Visual Artist
Trash Art – Gorka Ostojić Cvajner
Trash Art – Gorka Ostojić Cvajner

Trash Art – Gorka Ostojić Cvajner

After an excellent, subtle, and witty intervention in space, his Venice in Poreč for last year’s Street Art, after a solo exhibition at the Multimedia Center LUKA in Pula, and after deep, authorial, organizational, and coordination immersion in a very demanding, diverse, and numerous programs, such as pole programs populated by this year’s street festival, it was almost inconceivable to determine the possible artistic path of Eugen Varzić.

We could have been led and seduced, from the perspective of this exhibition, by his previous balanced, serene painting, which patinates time to thematize and problematize the relationships and collisions between the present and the past. With the emotion and lucidity of a attentive observer, a silent chronicler of historical changes, a collector of traces and historical fragments into a new completeness. In a picture marked by the curiosity of a young intellectual, a scene nostalgically remembered and subtly reminding of oblivion. These scenically executed pictures, integrated with shallow or high reliefs, elements of architecture, coats of arms, and monument inscriptions, could have led him into further explorations, problematizing the image as a wall, the image as a contemporary-historical fresco, an authentic and current picture-sculpture. However, the excitement of Street Art, the painter’s complete engagement, or rather a deep dedication to the charm, lucidity, wit, openness, accessibility, quirkiness, urbanity, in short, could not remain without an echo.

And the reason is utterly banal! Namely, the summer heat and thirst resulted in personal consumption and incidental authorial production of personal waste. In large quantities in the form of empty plastic Coca-Cola bottles. Their imposing, transparent, and lightweight form became the structure for sculpture, or rather the primary building element for relief architecture.

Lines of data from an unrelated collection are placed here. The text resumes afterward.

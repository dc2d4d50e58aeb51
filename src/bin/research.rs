//! Research CLI - Run a deep-research prompt from the terminal
//!
//! Usage:
//!   research <PROMPT> [--url <url>] [--pdf <file>] [--verbose]
//!
//! Example:
//!   research "impact of tariffs on semiconductor supply chains"
//!   research "state of solid-state batteries" --pdf batteries.pdf

use anyhow::{Context, Result};
use colored::Colorize;
use deep_research::client::{ClientConfig, ResearchBackend, ResearchClient};
use deep_research::export::Exporter;
use deep_research::markdown::Renderer;
use std::path::PathBuf;
use std::time::Duration;
use tracing::Level;
use tracing_subscriber::FmtSubscriber;

const DEFAULT_URL: &str = "http://localhost:8000";
const DEFAULT_TIMEOUT_SECS: u64 = 300;

fn print_usage() {
    eprintln!(
        r#"
{} - Run a deep-research prompt from the terminal

{}
    research <PROMPT> [OPTIONS]

{}
    <PROMPT>    Research topic, free text

{}
    -u, --url <URL>        Research service base URL
                           (default: CORE_API_URL env var, else {})
    -t, --timeout <SECS>   Request timeout in seconds (default: {})
    --pdf <FILE>           Also export the result as a PDF file
    -v, --verbose          Show request logging
    -h, --help             Print this help message

{}
    research "impact of tariffs on semiconductor supply chains"
    research "current state of solid-state batteries" --pdf batteries.pdf
"#,
        "Research CLI".bold(),
        "USAGE:".bold(),
        "ARGS:".bold(),
        "OPTIONS:".bold(),
        DEFAULT_URL,
        DEFAULT_TIMEOUT_SECS,
        "EXAMPLES:".bold(),
    );
}

struct CliArgs {
    prompt: String,
    url: String,
    timeout_secs: u64,
    pdf: Option<PathBuf>,
    verbose: bool,
}

fn parse_args() -> Result<CliArgs> {
    let args: Vec<String> = std::env::args().collect();

    if args.len() < 2 || args.iter().any(|a| a == "--help" || a == "-h") {
        print_usage();
        std::process::exit(if args.iter().any(|a| a == "--help" || a == "-h") {
            0
        } else {
            1
        });
    }

    let prompt = args[1].clone();
    let mut url = std::env::var("CORE_API_URL").unwrap_or_else(|_| DEFAULT_URL.to_string());
    let mut timeout_secs = DEFAULT_TIMEOUT_SECS;
    let mut pdf = None;
    let mut verbose = false;

    let mut i = 2;
    while i < args.len() {
        match args[i].as_str() {
            "-u" | "--url" => {
                i += 1;
                url = args
                    .get(i)
                    .context("--url requires a value")?
                    .clone();
            }
            "-t" | "--timeout" => {
                i += 1;
                timeout_secs = args
                    .get(i)
                    .context("--timeout requires a value")?
                    .parse()
                    .context("--timeout must be a number of seconds")?;
            }
            "--pdf" => {
                i += 1;
                pdf = Some(PathBuf::from(
                    args.get(i).context("--pdf requires a file path")?,
                ));
            }
            "-v" | "--verbose" => verbose = true,
            other => anyhow::bail!("Unknown option: {}", other),
        }
        i += 1;
    }

    Ok(CliArgs {
        prompt,
        url,
        timeout_secs,
        pdf,
        verbose,
    })
}

#[tokio::main]
async fn main() -> Result<()> {
    let args = parse_args()?;

    let subscriber = FmtSubscriber::builder()
        .with_max_level(if args.verbose {
            Level::DEBUG
        } else {
            Level::WARN
        })
        .finish();
    tracing::subscriber::set_global_default(subscriber)?;

    if args.prompt.trim().is_empty() {
        anyhow::bail!("Prompt must not be empty");
    }

    let client = ResearchClient::new(
        ClientConfig::new(args.url.as_str())
            .with_timeout(Duration::from_secs(args.timeout_secs)),
    );

    eprintln!("{}", "Generating...".dimmed());
    let result = client
        .fetch_research(&args.prompt)
        .await
        .context("Research request failed")?;

    println!("{}", "Research Summary".bold());
    println!("{}\n", result.summary);

    println!("{}", "Detailed Report".bold());
    println!("{}\n", result.report);

    if !result.follow_up_questions.is_empty() {
        println!("{}", "Follow-up Questions".bold());
        for (i, question) in result.follow_up_questions.iter().enumerate() {
            println!("{}. {}", i + 1, question);
        }
        println!();
    }

    let trace_line = format!("Trace ID: {}", result.trace_id);
    println!("{}", trace_line.as_str().dimmed());

    if let Some(path) = args.pdf {
        let renderer = Renderer::default();
        let exporter = Exporter::new(Duration::from_secs(30));
        let bytes = exporter
            .export(&result, &renderer)
            .await
            .context("PDF export failed")?;
        std::fs::write(&path, &bytes)
            .with_context(|| format!("Failed to write {}", path.display()))?;
        let saved = format!("Saved PDF to {}", path.display());
        println!("{}", saved.as_str().green());
    }

    Ok(())
}
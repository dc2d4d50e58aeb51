//! Deep Research web front end
//!
//! This crate provides:
//! - A client for a remote deep-research HTTP service
//! - A markdown rendering pipeline for the returned reports
//! - A PDF export path with remote-image inlining
//! - An axum web API plus an embedded single-page shell

pub mod api;
pub mod client;
pub mod export;
pub mod markdown;

pub use client::{ClientConfig, ResearchBackend, ResearchClient, ResearchResult};
pub use markdown::Renderer;

/// Configuration for the web service
#[derive(Debug, Clone, serde::Deserialize)]
pub struct AppConfig {
    /// Base URL of the remote research service
    pub core_api_url: String,

    /// Timeout for a single research request (seconds)
    #[serde(default = "default_request_timeout_secs")]
    pub request_timeout_secs: u64,

    /// Port the web server listens on
    #[serde(default = "default_listen_port")]
    pub listen_port: u16,

    /// Whether the shell offers the PDF export control
    #[serde(default = "default_enable_export")]
    pub enable_export: bool,

    /// Export tuning
    #[serde(default)]
    pub export: ExportConfig,
}

fn default_request_timeout_secs() -> u64 { 300 }
fn default_listen_port() -> u16 { 8080 }
fn default_enable_export() -> bool { true }

/// Configuration for the PDF export helper
#[derive(Debug, Clone, serde::Deserialize)]
pub struct ExportConfig {
    /// Timeout for fetching a single embedded image (seconds)
    #[serde(default = "default_image_timeout_secs")]
    pub image_timeout_secs: u64,

    /// Entries kept in the markdown render cache
    #[serde(default = "default_render_cache_size")]
    pub render_cache_size: usize,
}

fn default_image_timeout_secs() -> u64 { 30 }
fn default_render_cache_size() -> usize { 64 }

impl Default for ExportConfig {
    fn default() -> Self {
        Self {
            image_timeout_secs: default_image_timeout_secs(),
            render_cache_size: default_render_cache_size(),
        }
    }
}

#[cfg(test)]
mod tests {
    use super::*;

    #[test]
    fn test_config_defaults() {
        let config: AppConfig = toml::from_str(r#"core_api_url = "http://localhost:8000""#).unwrap();
        assert_eq!(config.request_timeout_secs, 300);
        assert_eq!(config.listen_port, 8080);
        assert!(config.enable_export);
        assert_eq!(config.export.render_cache_size, 64);
    }

    #[test]
    fn test_config_overrides() {
        let config: AppConfig = toml::from_str(
            r#"
            core_api_url = "http://research.internal"
            request_timeout_secs = 60
            enable_export = false

            [export]
            image_timeout_secs = 5
            "#,
        )
        .unwrap();
        assert_eq!(config.core_api_url, "http://research.internal");
        assert_eq!(config.request_timeout_secs, 60);
        assert!(!config.enable_export);
        assert_eq!(config.export.image_timeout_secs, 5);
        assert_eq!(config.export.render_cache_size, 64);
    }
}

The emptiness and transparency of the plastic bottle are negated, solidified, and disfigured by a black matte coating. This creates a departure from the beautiful, visually pleasing object of everyday life. With this act, the author reveals, underscores, and problematizes the ethics and aesthetics of the ugly, unnecessary, redundant, and terrifyingly indestructible. Through a further process of constructive adherence, he uses the basic element of ugliness to create a new structure, sculpture, or relief that, through its new role as an artistic object, resists being chained to a civilizational system of dependence, and an indefensibility of self-production and collective production of waste. Turning waste into art was an exciting challenge for Eugen Varzić. Not as a prophetic foretelling of horror, not as an apotheosis homage to the glorification of the ugly, but merely as an artistic challenge.

Thus, Eugen Varzić’s new puzzle ultimately results in an interesting and intriguing cycle. Whether it is about the massive stacking of bottles that create an imposing sculptural form of organic-abstract poetics, expressive speech. Or whether it is about diagonally linked structures of floor or free-floating sculptures, or when the author creates excellent series – friezes, highly effective reliefs, great for integral wall coverage of space.

The fact that everything radiates art brut-like rawness and roughness is an advantage of this exhibition, which spontaneously and very convincingly expresses the feeling towards the terrifying proportions of pollution in reality. And his stance, both personal and artistic, is conveyed in an unconventional way. With unconventional material. With unconventional procedure, never concealing the all-encompassing banality and coarseness of reality. His authorial deviation, as a contradictio in adjecto, in aesthetics is the art of the ugly. Trash as Art by Eugen Varzić.